My father is planning to have another baby. What should I do?
Long story ....
All this started in 2021,at that time my sister and I were away at coaching, and for the first time in years, my parents were living together alone. Their relationship had always been rough, mainly because of how my father and his family treated my mother. She had spent her whole life in conflict with them—especially my grandmother—and had accused my father of cheating multiple times. I always brushed it off, but no one repeats the same thing their entire life unless there’s some truth to it.
At first, things seemed good between them. They were spending time together, going on evening walks—it actually felt like they were happy. But then, two months later, my mother suddenly passed away.
A few weeks before her death, our family (grandmother, uncle, etc.) randomly insisted on celebrating my father’s birthday, something he had never done in his life. My mother found it suspicious and refused to go. Then, out of nowhere, she decided to visit my father’s family alone. First, she went to a Mata temple with my bua (another POS who made her life hell for years).

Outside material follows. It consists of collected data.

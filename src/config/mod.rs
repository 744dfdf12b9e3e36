//! Worker configuration.
//!
//! Loaded from the TOML file named by `WORKER_CONFIG` (defaults when unset),
//! then environment overrides (see [`env`]), then validated. Every section
//! and field is optional.

pub mod env;

use anyhow::{bail, Context, Result};
use serde::de::DeserializeOwned;
use serde::Deserialize;
use std::path::{Path, PathBuf};
use std::time::Duration;

pub use crate::blob::BlobConfig;
pub use crate::connections::ControlPlaneConfig;
pub use crate::idempotency::IdempotencyConfig;
pub use crate::nats::NatsConfig;
pub use crate::resilience::{BackoffConfig, BreakerConfig, RateLimitConfig};
pub use crate::telemetry::LoggingConfig;

use crate::bus::{TOPIC_DATA, TOPIC_ERRORS, TOPIC_TRIGGER, TOPIC_WEBHOOK};

#[derive(Debug, Clone, Default, Deserialize)]
pub struct WorkerSettings {
    #[serde(default)]
    pub nats: NatsConfig,
    #[serde(default)]
    pub worker: WorkerConfig,
    #[serde(default)]
    pub retry: RetryConfig,
    #[serde(default)]
    pub idempotency: IdempotencyConfig,
    #[serde(default)]
    pub resolver: ResolverConfig,
    #[serde(default)]
    pub breaker: BreakerConfig,
    #[serde(default)]
    pub rate_limit: RateLimitConfig,
    #[serde(default)]
    pub blob: BlobConfig,
    #[serde(default)]
    pub directory: DirectoryConfig,
    #[serde(default)]
    pub logging: LoggingConfig,
    #[serde(default)]
    pub health: HealthConfig,
}

/// What to do with a delivery whose connection is already being processed.
#[derive(Debug, Clone, Copy, PartialEq, Eq, Deserialize)]
#[serde(rename_all = "lowercase")]
pub enum BusyKeyPolicy {
    /// Leave it unacknowledged; the bus redelivers after its ack wait.
    Skip,
    /// Negatively acknowledge for prompt redelivery.
    Nack,
}

#[derive(Debug, Clone, Deserialize)]
pub struct WorkerConfig {
    /// Messages naming a different integration are dropped. `None` accepts all.
    #[serde(default)]
    pub integration_id: Option<String>,
    #[serde(default = "default_max_concurrent_connections")]
    pub max_concurrent_connections: usize,
    #[serde(default = "default_processing_timeout_seconds")]
    pub processing_timeout_seconds: u64,
    #[serde(default = "default_poll_batch_size")]
    pub poll_batch_size: usize,
    #[serde(default = "default_poll_timeout_ms")]
    pub poll_timeout_ms: u64,
    #[serde(default = "default_shutdown_grace_seconds")]
    pub shutdown_grace_seconds: u64,
    #[serde(default = "default_busy_key_policy")]
    pub busy_key_policy: BusyKeyPolicy,
    /// Redelivery delay requested when a busy delivery is nacked.
    #[serde(default = "default_busy_nack_delay_ms")]
    pub busy_nack_delay_ms: u64,
    #[serde(default)]
    pub topics: TopicConfig,
}

#[derive(Debug, Clone, Deserialize)]
pub struct TopicConfig {
    #[serde(default = "default_inbound_topics")]
    pub inbound: Vec<String>,
    #[serde(default = "default_data_topic")]
    pub data: String,
    #[serde(default = "default_error_topic")]
    pub errors: String,
}

#[derive(Debug, Clone, Deserialize)]
pub struct RetryConfig {
    #[serde(default = "default_max_attempts")]
    pub max_attempts: u32,
    #[serde(flatten)]
    pub backoff: BackoffConfig,
}

#[derive(Debug, Clone, Deserialize)]
pub struct ResolverConfig {
    #[serde(default = "default_resolver_max_size")]
    pub max_size: usize,
    #[serde(default = "default_resolver_ttl_seconds")]
    pub ttl_seconds: u64,
}

#[derive(Debug, Clone, Copy, PartialEq, Eq, Deserialize)]
#[serde(rename_all = "snake_case")]
pub enum DirectoryBackend {
    Sqlite,
    ControlPlane,
}

#[derive(Debug, Clone, Deserialize)]
pub struct DirectoryConfig {
    #[serde(default = "default_directory_backend")]
    pub backend: DirectoryBackend,
    #[serde(default = "default_db_path")]
    pub db_path: PathBuf,
    /// Base64 32-byte key; required for the sqlite backend.
    #[serde(default)]
    pub encryption_key: Option<String>,
    #[serde(default)]
    pub control_plane: Option<ControlPlaneConfig>,
}

#[derive(Debug, Clone, Deserialize)]
pub struct HealthConfig {
    #[serde(default = "default_health_bind")]
    pub bind: String,
    #[serde(default = "default_health_port")]
    pub port: u16,
}

fn default_max_concurrent_connections() -> usize {
    10
}

fn default_processing_timeout_seconds() -> u64 {
    300
}

fn default_poll_batch_size() -> usize {
    100
}

fn default_poll_timeout_ms() -> u64 {
    1000
}

fn default_busy_nack_delay_ms() -> u64 {
    1000
}

fn default_shutdown_grace_seconds() -> u64 {
    30
}

fn default_busy_key_policy() -> BusyKeyPolicy {
    BusyKeyPolicy::Skip
}

fn default_inbound_topics() -> Vec<String> {
    vec![TOPIC_TRIGGER.to_string(), TOPIC_WEBHOOK.to_string()]
}

fn default_data_topic() -> String {
    TOPIC_DATA.to_string()
}

fn default_error_topic() -> String {
    TOPIC_ERRORS.to_string()
}

fn default_max_attempts() -> u32 {
    3
}

fn default_resolver_max_size() -> usize {
    1000
}

fn default_resolver_ttl_seconds() -> u64 {
    300
}

fn default_directory_backend() -> DirectoryBackend {
    DirectoryBackend::Sqlite
}

fn default_db_path() -> PathBuf {
    PathBuf::from("data/connections.db")
}

fn default_health_bind() -> String {
    "0.0.0.0".to_string()
}

fn default_health_port() -> u16 {
    8080
}

impl Default for WorkerConfig {
    fn default() -> Self {
        Self {
            integration_id: None,
            max_concurrent_connections: default_max_concurrent_connections(),
            processing_timeout_seconds: default_processing_timeout_seconds(),
            poll_batch_size: default_poll_batch_size(),
            poll_timeout_ms: default_poll_timeout_ms(),
            shutdown_grace_seconds: default_shutdown_grace_seconds(),
            busy_key_policy: default_busy_key_policy(),
            busy_nack_delay_ms: default_busy_nack_delay_ms(),
            topics: TopicConfig::default(),
        }
    }
}

impl WorkerConfig {
    pub fn processing_timeout(&self) -> Duration {
        Duration::from_secs(self.processing_timeout_seconds)
    }

    pub fn poll_timeout(&self) -> Duration {
        Duration::from_millis(self.poll_timeout_ms)
    }

    pub fn shutdown_grace(&self) -> Duration {
        Duration::from_secs(self.shutdown_grace_seconds)
    }

    pub fn busy_nack_delay(&self) -> Duration {
        Duration::from_millis(self.busy_nack_delay_ms)
    }
}

impl Default for TopicConfig {
    fn default() -> Self {
        Self {
            inbound: default_inbound_topics(),
            data: default_data_topic(),
            errors: default_error_topic(),
        }
    }
}

impl Default for RetryConfig {
    fn default() -> Self {
        Self {
            max_attempts: default_max_attempts(),
            backoff: BackoffConfig::default(),
        }
    }
}

impl Default for ResolverConfig {
    fn default() -> Self {
        Self {
            max_size: default_resolver_max_size(),
            ttl_seconds: default_resolver_ttl_seconds(),
        }
    }
}

impl ResolverConfig {
    pub fn ttl(&self) -> Duration {
        Duration::from_secs(self.ttl_seconds)
    }
}

impl Default for DirectoryConfig {
    fn default() -> Self {
        Self {
            backend: default_directory_backend(),
            db_path: default_db_path(),
            encryption_key: None,
            control_plane: None,
        }
    }
}

impl Default for HealthConfig {
    fn default() -> Self {
        Self {
            bind: default_health_bind(),
            port: default_health_port(),
        }
    }
}

/// Parse a TOML file into `T`, or `T::default()` when `path` is `None`.
pub fn load_toml<T: DeserializeOwned + Default>(path: Option<&Path>) -> Result<T> {
    match path {
        Some(path) => {
            let contents = std::fs::read_to_string(path)
                .with_context(|| format!("Failed to read config file {}", path.display()))?;
            toml::from_str(&contents).with_context(|| format!("Invalid config file {}", path.display()))
        }
        None => Ok(T::default()),
    }
}

impl WorkerSettings {
    /// File, then process environment, then validation.
    pub fn load(path: Option<&Path>) -> Result<Self> {
        let mut settings: Self = load_toml(path)?;
        settings.apply_env();
        settings.validate()?;
        Ok(settings)
    }

    pub fn validate(&self) -> Result<()> {
        if self.worker.max_concurrent_connections < 1 {
            bail!("worker.max_concurrent_connections must be at least 1");
        }
        if self.worker.poll_batch_size < 1 {
            bail!("worker.poll_batch_size must be at least 1");
        }
        if self.retry.max_attempts < 1 {
            bail!("retry.max_attempts must be at least 1");
        }
        if self.retry.backoff.base_delay_seconds < 0.0 || self.retry.backoff.max_delay_seconds < 0.0 {
            bail!("retry delays must not be negative");
        }
        if self.idempotency.max_size < 1 {
            bail!("idempotency.max_size must be at least 1");
        }
        if self.resolver.max_size < 1 {
            bail!("resolver.max_size must be at least 1");
        }
        if self.breaker.failure_threshold < 1 {
            bail!("breaker.failure_threshold must be at least 1");
        }
        if self.breaker.half_open_max_calls < 1 {
            bail!("breaker.half_open_max_calls must be at least 1");
        }
        let rate = &self.rate_limit;
        if !(rate.min_rate <= rate.initial_rate && rate.initial_rate <= rate.max_rate) {
            bail!(
                "rate_limit must satisfy min_rate <= initial_rate <= max_rate (got {} / {} / {})",
                rate.min_rate,
                rate.initial_rate,
                rate.max_rate
            );
        }
        match self.directory.backend {
            DirectoryBackend::Sqlite if self.directory.encryption_key.is_none() => {
                bail!("directory.encryption_key (or CONNECTIONS_ENCRYPTION_KEY) is required for the sqlite backend")
            }
            DirectoryBackend::ControlPlane if self.directory.control_plane.is_none() => {
                bail!("directory.control_plane (or CONTROL_PLANE_URL) is required for the control_plane backend")
            }
            _ => Ok(()),
        }
    }
}
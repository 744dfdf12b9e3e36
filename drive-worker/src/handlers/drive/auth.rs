//! OAuth access-token refresh for the Drive API.
//!
//! ```text
//!   DriveClient::send ──401──▶ TokenRefresher::refresh ──▶ POST {token_url}
//!          ▲                                                (refresh_token grant)
//!          └──────────────── replay once with the new token ────┘
//! ```
//!
//! A refreshed token lives in the invocation's [`AccessToken`] only; it is
//! not written back to the connection directory.

use anyhow::{Context, Result};
use conduit::connections::ConnectionContext;
use conduit::{WorkerError, WorkerResult};
use parking_lot::Mutex;
use reqwest::header::RETRY_AFTER;
use reqwest::{Client, StatusCode};
use serde::Deserialize;
use serde_json::Value;
use std::sync::atomic::{AtomicBool, Ordering};
use std::time::Duration;
use tracing::{info, warn};

pub const TOKEN_URL: &str = "https://oauth2.googleapis.com/token";

/// `[drive.oauth]` section. The client id and secret are the fallback for
/// connections whose settings carry none; with neither, refresh is disabled.
#[derive(Debug, Clone, Deserialize)]
pub struct OAuthConfig {
    #[serde(default = "default_token_url")]
    pub token_url: String,
    #[serde(default)]
    pub client_id: Option<String>,
    #[serde(default)]
    pub client_secret: Option<String>,
}

fn default_token_url() -> String {
    TOKEN_URL.to_string()
}

impl Default for OAuthConfig {
    fn default() -> Self {
        Self {
            token_url: default_token_url(),
            client_id: None,
            client_secret: None,
        }
    }
}

impl OAuthConfig {
    /// `GOOGLE_OAUTH_TOKEN_URL`, `GOOGLE_OAUTH_CLIENT_ID`, `GOOGLE_OAUTH_CLIENT_SECRET`.
    pub fn apply_overrides(&mut self, lookup: &impl Fn(&str) -> Option<String>) {
        let non_empty = |name: &str| lookup(name).filter(|v| !v.is_empty());
        if let Some(url) = non_empty("GOOGLE_OAUTH_TOKEN_URL") {
            self.token_url = url;
        }
        if let Some(id) = non_empty("GOOGLE_OAUTH_CLIENT_ID") {
            self.client_id = Some(id);
        }
        if let Some(secret) = non_empty("GOOGLE_OAUTH_CLIENT_SECRET") {
            self.client_secret = Some(secret);
        }
    }

    fn client(&self) -> Option<OAuthClient> {
        OAuthClient::new(self.client_id.as_deref()?, self.client_secret.as_deref()?)
    }
}

#[derive(Debug, Clone, PartialEq)]
struct OAuthClient {
    id: String,
    secret: String,
}

impl OAuthClient {
    fn new(id: &str, secret: &str) -> Option<Self> {
        (!id.is_empty() && !secret.is_empty()).then(|| Self {
            id: id.to_string(),
            secret: secret.to_string(),
        })
    }
}

/// Bearer token for one handler invocation, refreshable at most once.
pub struct AccessToken {
    current: Mutex<String>,
    refresh_token: Option<String>,
    client: Option<OAuthClient>,
    refreshed: AtomicBool,
}

impl AccessToken {
    pub fn new(access_token: impl Into<String>, refresh_token: Option<String>) -> Self {
        Self {
            current: Mutex::new(access_token.into()),
            refresh_token: refresh_token.filter(|t| !t.is_empty()),
            client: None,
            refreshed: AtomicBool::new(false),
        }
    }

    /// Token for a resolved connection. `client_id` and `client_secret` in
    /// the connection's settings take precedence over `[drive.oauth]`.
    pub fn for_connection(ctx: &ConnectionContext) -> Self {
        let setting = |name: &str| ctx.settings.get(name).and_then(Value::as_str);
        let mut token = Self::new(
            ctx.credentials.access_token.clone(),
            ctx.credentials.refresh_token.clone(),
        );
        if let (Some(id), Some(secret)) = (setting("client_id"), setting("client_secret")) {
            token.client = OAuthClient::new(id, secret);
        }
        token
    }

    pub fn current(&self) -> String {
        self.current.lock().clone()
    }

    /// Refresh token, if this invocation has not yet used it.
    fn take_refresh(&self) -> Option<&str> {
        let token = self.refresh_token.as_deref()?;
        if self.refreshed.swap(true, Ordering::AcqRel) {
            return None;
        }
        Some(token)
    }

    fn replace(&self, access_token: String) {
        *self.current.lock() = access_token;
    }
}

#[derive(Deserialize)]
struct TokenResponse {
    #[serde(default)]
    access_token: Option<String>,
    #[serde(default)]
    expires_in: Option<u64>,
}

#[derive(Deserialize)]
struct TokenError {
    #[serde(default)]
    error: Option<String>,
    #[serde(default)]
    error_description: Option<String>,
}

/// Exchanges refresh tokens for fresh access tokens.
pub struct TokenRefresher {
    http_client: Client,
    token_url: String,
    default_client: Option<OAuthClient>,
    timeout: Duration,
}

impl TokenRefresher {
    pub fn new(config: &OAuthConfig, timeout: Duration) -> Result<Self> {
        let http_client = Client::builder()
            .timeout(timeout)
            .build()
            .context("Failed to build OAuth HTTP client")?;
        Ok(Self {
            http_client,
            token_url: config.token_url.clone(),
            default_client: config.client(),
            timeout,
        })
    }

    /// Refresh `token` in place if it still has an unused refresh token and
    /// client credentials are known. Returns `Ok(false)` when no refresh was
    /// possible.
    pub async fn refresh(&self, token: &AccessToken) -> WorkerResult<bool> {
        let Some(client) = token.client.as_ref().or(self.default_client.as_ref()) else {
            return Ok(false);
        };
        let Some(refresh_token) = token.take_refresh() else {
            return Ok(false);
        };
        let fresh = self.exchange(client, refresh_token).await?;
        token.replace(fresh);
        Ok(true)
    }

    /// Map token-endpoint statuses the same way as Drive's: rejected grants
    /// are terminal, throttling and server errors stay retriable.
    async fn exchange(&self, client: &OAuthClient, refresh_token: &str) -> WorkerResult<String> {
        let form = [
            ("grant_type", "refresh_token"),
            ("refresh_token", refresh_token),
            ("client_id", client.id.as_str()),
            ("client_secret", client.secret.as_str()),
        ];
        let response = self
            .http_client
            .post(&self.token_url)
            .form(&form)
            .send()
            .await
            .map_err(|e| {
                if e.is_timeout() {
                    WorkerError::Timeout(self.timeout)
                } else {
                    WorkerError::Transport(format!("OAuth token refresh failed: {}", e))
                }
            })?;

        let status = response.status();
        if status.is_success() {
            let body: TokenResponse = response
                .json()
                .await
                .map_err(|e| WorkerError::Malformed(format!("OAuth token response: {}", e)))?;
            return match body.access_token.filter(|t| !t.is_empty()) {
                Some(access_token) => {
                    info!(expires_in = ?body.expires_in, "Access token refreshed");
                    Ok(access_token)
                }
                None => Err(WorkerError::Authentication {
                    message: "token refresh response missing access_token".to_string(),
                    requires_reauth: true,
                }),
            };
        }

        let retry_after = response
            .headers()
            .get(RETRY_AFTER)
            .and_then(|v| v.to_str().ok())
            .and_then(|v| v.trim().parse::<u64>().ok())
            .map(Duration::from_secs);
        let text = response.text().await.unwrap_or_default();
        let detail = serde_json::from_str::<TokenError>(&text)
            .ok()
            .and_then(|e| e.error_description.or(e.error))
            .unwrap_or(text);

        let error = match status {
            StatusCode::TOO_MANY_REQUESTS => WorkerError::RateLimited {
                message: format!("token endpoint throttled: {}", detail),
                retry_after,
            },
            s if s.is_server_error() => WorkerError::Upstream {
                status: s.as_u16(),
                message: format!("token endpoint: {}", detail),
            },
            _ => WorkerError::Authentication {
                message: format!("token refresh failed: {}", detail),
                requires_reauth: true,
            },
        };
        warn!(status = %status, error = %error, "OAuth token refresh failed");
        Err(error)
    }
}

According to my family, she came home, sat on the sofa with my grandmother, and suddenly collapsed. She started shaking. My chacha (another massive POS, who happens to be a pharmacist) took over, injecting her with who knows what. Instead of rushing her to a good hospital, they took her to a government hospital—despite us being financially stable. Another injection was given there. She began foaming at the mouth. From there, they moved her to a private hospital, where the doctor scolded them for the treatment they had already given her.
By the time they finally took her to a bigger hospital, she was already unconscious, with milky eyes. The doctor suspected a brain hemorrhage and referred her to a specialist four hours away. On the way, they stopped at a smaller hospital one hour away, where she was declared dead on arrival.
At 3 AM, my father called me and told me to pack my things. I was so excited, thinking I was finally going home for my sister’s birthday. He picked me up along with our neighbor uncles and looked weird, he was in a shawl, looked like he hadn't showered. But I still didn’t suspect anything. When we picked up my sister, she had already sensed that something seemed off . We asked why Mom wasn’t with him, and he casually said she had gone to a jagrata. Still, nothing seemed off to my dumbass....
Before reaching our family house, we stopped at our own home. There were some leftover aloo matar and rotis, i ate them and my god , it tasted heavenly
Then, just ten minutes before reaching our family house, my father, out of nowhere, said:
"Mummy mata ke gayi thi, aate time gir gayi."
And he laughed.
I smiled at first because it was typical of Mom to be clumsy, but then I turned and saw my father wasn’t actually laughing—he was forcing himself to cry.
Then he said, "Mummy gayi beta."
That moment… I don’t think I’ll ever be able to describe how it felt.
When we arrived, there were 30-40 people already there. Even my older brother, who lived five hours away, had arrived before us. We were the last to know.
For the first two months, my father acted like the perfect parent. He promised to take care of us, to be there for us. And I believed him—just as I always had.
But the mask slowly started slipping.
Then, eight months later, my sister called me, crying.
"Papa ne dusri shaadi kar li hai."
Once again, we were the last to know.
Their excuse? "Bachon ko zarurat hai."
I was 17. My sister was 18. And we didn’t even live with him as we were in hostels. So, whose “need” were they really fulfilling? This wasn’t about us. This was my father and his family making another selfish decision without us.
When my sister refused to meet our stepmother, she was called a drama queen and what not.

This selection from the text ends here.